As Vladimir Chuprov of Greenpeace said in a statement, “the melting of the Arctic ice is uncovering a new and vulnerable sea, but countries like Russia and Norway want to turn it into the next Saudi Arabia.” If Chuprov’s prediction comes true, the Arctic could become one of the most important regions of geopolitical instability.
Russia’s claim, if approved by the United Nations, would have lasting impacts for the planetary ecosystem as well. After a similar claim in 2001 was denied, a Russian mini-sub was dispatched to the North Pole sea floor where it planted a flag. The new Russian claim includes an estimated 594 oil fields, 159 gas fields, and more than 350 gold deposits. A recent scientific study said that any amount of drilling for oil in the Arctic is inconsistent with global goals to limit climate change, not to mention the unique environmental risks that accompany the short Arctic drilling season. Should a spill or accident happen toward the end of the summer, it may take months until ice retreats enough to remediate it in the following summer. The U.S., Canada, Norway, and Denmark have all tried to assert territorial influence in the Arctic in recent years, and Denmark’s previous claim is in direct conflict with Russia’s new claim.
This is what the “threat multiplier” effect of climate change that the Pentagon report describes looks like. Climate change is “a present security threat, not strictly a long-term risk,” according to the Defense Department. That case only seems bolstered by Russia’s latest maneuvers.

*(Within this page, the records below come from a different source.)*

//! Network Device Abstraction
//!
//! This module provides the trait a device-management layer uses to drive an
//! Ethernet controller, and the error type every driver operation reports.
//!
//! ## Design Philosophy
//!
//! The `NetworkDevice` trait is the whole surface a host environment sees:
//! bring-up, frame transmission, frame reception, shutdown and the station
//! address. Everything else (rings, PHY management, cache maintenance) stays
//! behind it.
//!
//! ## Current Implementations
//!
//! - `GxpUmac` - HPE GXP UMAC Ethernet controller
//!
//! ## Example Usage
//!
//! ```ignore
//! use gxp_umac::drivers::net::NetworkDevice;
//!
//! // Bring the interface up (rings armed, PHY negotiated)
//! netdev.init()?;
//!
//! // Transmit frame (blocks until the MAC has sent it)
//! let frame = [0xFF; 64];
//! netdev.send(&frame)?;
//!
//! // Receive frame (non-blocking)
//! if let Some(frame) = netdev.receive() {
//!     // Process received frame (frame.len() bytes)
//! }
//!
//! netdev.halt();
//! ```

use crate::drivers::net::mdio::MdioError;
use crate::drivers::poll::PollTimeout;
use crate::net::ethernet::MacAddress;
use core::fmt;

/// Errors that can occur during network device operations
#[derive(Debug, Clone, Copy, PartialEq, Eq)]
pub enum NetworkError {
    /// Device is not initialized
    NotInitialized,

    /// Every transmit descriptor is still owned by hardware
    TxRingFull,

    /// Frame is too large for device
    FrameTooLarge,

    /// PHY reported no link after negotiation
    LinkDown,

    /// A bounded polling loop gave up
    Timeout,

    /// Timeout waiting for transmission to complete
    TransmitTimeout,

    /// PHY management transaction failed
    Mdio(MdioError),

    /// No valid station address could be found
    NoStationAddress,

    /// DMA memory could not be allocated
    OutOfMemory,

    /// Invalid configuration or parameter
    InvalidConfiguration,
}

impl fmt::Display for NetworkError {
    fn fmt(&self, f: &mut fmt::Formatter<'_>) -> fmt::Result {
        match self {
            NetworkError::NotInitialized => write!(f, "Device not initialized"),
            NetworkError::TxRingFull => write!(f, "Transmit ring full"),
            NetworkError::FrameTooLarge => write!(f, "Frame too large"),
            NetworkError::LinkDown => write!(f, "No link"),
            NetworkError::Timeout => write!(f, "Operation timeout"),
            NetworkError::TransmitTimeout => write!(f, "Transmit timeout"),
            NetworkError::Mdio(err) => write!(f, "MDIO error: {}", err),
            NetworkError::NoStationAddress => write!(f, "No valid station address"),
            NetworkError::OutOfMemory => write!(f, "DMA allocation failed"),
            NetworkError::InvalidConfiguration => write!(f, "Invalid configuration"),
        }
    }
}

impl From<MdioError> for NetworkError {
    fn from(err: MdioError) -> Self {
        NetworkError::Mdio(err)
    }
}

impl From<PollTimeout> for NetworkError {
    fn from(_: PollTimeout) -> Self {
        NetworkError::Timeout
    }
}

/// Network device abstraction trait
///
/// This trait defines the minimal interface for a polled Ethernet device.
///
/// # Design Decisions
///
/// - **Blocking transmit**: `send` returns once the hardware hands the
///   descriptor back
/// - **Non-blocking receive**: Check for frames without waiting
/// - **Single-frame API**: No queue management in the trait
///
/// # Thread Safety
///
/// Implementations are not required to be thread-safe. Synchronization, if
/// the host needs any, is the caller's job.
pub trait NetworkDevice {
    /// Bring the device up
    ///
    /// Re-arms the descriptor rings, programs the MAC, starts the PHY and
    /// configures the MAC for the negotiated speed/duplex. Safe to call again
    /// after [`halt`](Self::halt).
    ///
    /// # Errors
    ///
    /// - `LinkDown` - PHY negotiated no link; the caller may retry later
    /// - `Mdio` / `Timeout` - PHY management failed under a bounded poll policy
    #[must_use = "init() failure must be handled - device may not be operational"]
    fn init(&mut self) -> Result<(), NetworkError>;

    /// Transmit an Ethernet frame
    ///
    /// Sends a complete Ethernet frame (header + payload, no FCS). Frames
    /// shorter than the 60-byte minimum are zero-padded.
    ///
    /// Returns the number of bytes put on the wire.
    ///
    /// # Errors
    ///
    /// - `NotInitialized` - Must call `init()` first
    /// - `FrameTooLarge` - Frame > 1514 bytes
    /// - `TxRingFull` - Ring exhausted (only with a backpressure policy)
    /// - `TransmitTimeout` - Completion not seen (only with a bounded poll policy)
    #[must_use = "send() failure must be handled - frame may not have been sent"]
    fn send(&mut self, frame: &[u8]) -> Result<usize, NetworkError>;

    /// Receive an Ethernet frame (non-blocking)
    ///
    /// Returns the next frame, or `None` if the hardware has not delivered
    /// one. The returned slice is valid until the next call.
    fn receive(&mut self) -> Option<&[u8]>;

    /// Stop the device
    ///
    /// Disables the MAC transmit and receive channels and shuts the PHY down.
    fn halt(&mut self);

    /// Program a new station address into the MAC
    fn set_hardware_address(&mut self, address: MacAddress);

    /// Get the device's MAC address
    fn hardware_address(&self) -> MacAddress;

    /// Get link status (optional, returns false by default)
    fn link_up(&self) -> bool {
        false
    }
}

The emerging Arctic dispute shows that climate change won’t just disrupt places already in conflict, though those places will be hit hard as well.
To help defend its territorial claims, Russia has 37 icebreakers—far more than any other Arctic nation. Fourteen more are currently under construction. Meanwhile, as Russia works to bolster its already-significant military presence in the Arctic, you can count the U.S. fleet of icebreakers on one hand: There are only two, and right now, just one is working. The Coast Guard is in the initial stages of building more, but that will take time and a lot of money.
King says the military is well-aware of these deficiencies, but has had trouble finding funding to expand its Arctic presence quickly enough. “The Coast Guard has been screaming and jumping up and down saying they need more capabilities for search and rescue, they need more capabilities for environmental remediation,” King told Slate. “A lot of that has come down to the icebreaker debate.”
The Pentagon report was written in response to a request from the Senate Appropriations Committee back when it was still controlled by the Democrats. There’s evidence, though, that the committee’s Republican members are open to at least considering the report’s findings, despite a recent push for cuts in funding to study the linkage between climate change and national security. Josh Busby, a professor of public affairs at the University of Texas–Austin, says “there’s a hope that maybe reports like this one give folks who are otherwise dismissive of the problem some pause.”
Still, even President Obama, who has called the politicians who deny human influence on climate change a threat to national security, is in favor of expansion of Arctic drilling. Opponents of this decision last week briefly blockaded a Shell icebreaker from leaving its Portland, Oregon port. Obama is expected to become the first sitting president to visit the Alaskan Arctic later this month, on a tour to promote his recently announced climate change plan.